● What this task involves: Say how many lines of the records include the string "DateTime". Nothing else belongs in the answer.

Collected data entries:
+===+
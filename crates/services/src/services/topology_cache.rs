//! Imported topologies kept for later downloads, keyed by an opaque import id.

use std::{sync::Arc, time::Duration};

use chrono::{DateTime, Utc};
use dashmap::DashMap;
use topology::Topology;
use uuid::Uuid;

use super::planpro::PlanProVersion;

#[derive(Debug, Clone)]
pub struct CachedImport {
    pub import_id: Uuid,
    pub topology: Topology,
    pub filename: String,
    pub version: PlanProVersion,
    pub signal_filter: bool,
    /// Temporary directory holding the uploaded file
    pub scope: Uuid,
    pub created_at: DateTime<Utc>,
}

#[derive(Clone)]
pub struct TopologyCache {
    entries: Arc<DashMap<Uuid, CachedImport>>,
    ttl: Duration,
    max_entries: usize,
}

impl TopologyCache {
    pub fn new(ttl: Duration, max_entries: usize) -> Self {
        Self {
            entries: Arc::new(DashMap::new()),
            ttl,
            max_entries: max_entries.max(1),
        }
    }

    /// Store an import; returns the entries pushed out by the size bound,
    /// oldest first
    pub fn insert(&self, entry: CachedImport) -> Vec<CachedImport> {
        self.entries.insert(entry.import_id, entry);

        let mut evicted = Vec::new();
        while self.entries.len() > self.max_entries {
            let oldest = self
                .entries
                .iter()
                .min_by_key(|e| e.created_at)
                .map(|e| *e.key());
            let Some(oldest) = oldest else {
                break;
            };
            if let Some((_, removed)) = self.entries.remove(&oldest) {
                tracing::debug!("Evicting import {} (cache full)", removed.import_id);
                evicted.push(removed);
            }
        }
        evicted
    }

    /// A copy of a live entry; expired entries are treated as missing
    pub fn get(&self, import_id: Uuid) -> Option<CachedImport> {
        let entry = self.entries.get(&import_id)?;
        if self.is_expired(&entry) {
            return None;
        }
        Some(entry.clone())
    }

    /// Remove every expired entry and hand them back for cleanup
    pub fn sweep_expired(&self) -> Vec<CachedImport> {
        let expired: Vec<Uuid> = self
            .entries
            .iter()
            .filter(|e| self.is_expired(e.value()))
            .map(|e| *e.key())
            .collect();

        expired
            .into_iter()
            .filter_map(|id| self.entries.remove(&id).map(|(_, entry)| entry))
            .collect()
    }

    pub fn len(&self) -> usize {
        self.entries.len()
    }

    pub fn is_empty(&self) -> bool {
        self.entries.is_empty()
    }

    fn is_expired(&self, entry: &CachedImport) -> bool {
        let age = Utc::now().signed_duration_since(entry.created_at);
        age.to_std().is_ok_and(|age| age > self.ttl)
    }
}

#[cfg(test)]
mod tests {
    use super::*;

    fn entry(filename: &str, age_secs: i64) -> CachedImport {
        CachedImport {
            import_id: Uuid::new_v4(),
            topology: Topology::default(),
            filename: filename.to_string(),
            version: PlanProVersion::V1_10,
            signal_filter: false,
            scope: Uuid::new_v4(),
            created_at: Utc::now() - chrono::Duration::seconds(age_secs),
        }
    }

    #[test]
    fn test_entries_are_isolated_by_id() {
        let cache = TopologyCache::new(Duration::from_secs(60), 8);
        let first = entry("first.ppxml", 0);
        let second = entry("second.ppxml", 0);
        let (first_id, second_id) = (first.import_id, second.import_id);
        cache.insert(first);
        cache.insert(second);

        assert_eq!(cache.get(first_id).unwrap().filename, "first.ppxml");
        assert_eq!(cache.get(second_id).unwrap().filename, "second.ppxml");
        assert!(cache.get(Uuid::new_v4()).is_none());
    }

    #[test]
    fn test_size_bound_evicts_oldest() {
        let cache = TopologyCache::new(Duration::from_secs(600), 2);
        let oldest = entry("a", 30);
        let oldest_id = oldest.import_id;
        cache.insert(oldest);
        cache.insert(entry("b", 20));

        let evicted = cache.insert(entry("c", 0));
        assert_eq!(evicted.len(), 1);
        assert_eq!(evicted[0].import_id, oldest_id);
        assert_eq!(cache.len(), 2);
    }

    #[test]
    fn test_expired_entries_are_hidden_and_swept() {
        let cache = TopologyCache::new(Duration::from_secs(10), 8);
        let stale = entry("stale", 60);
        let stale_id = stale.import_id;
        cache.insert(stale);
        cache.insert(entry("fresh", 0));

        assert!(cache.get(stale_id).is_none());
        let swept = cache.sweep_expired();
        assert_eq!(swept.len(), 1);
        assert_eq!(swept[0].import_id, stale_id);
        assert_eq!(cache.len(), 1);
    }
}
+===+
● Solution for this task: 2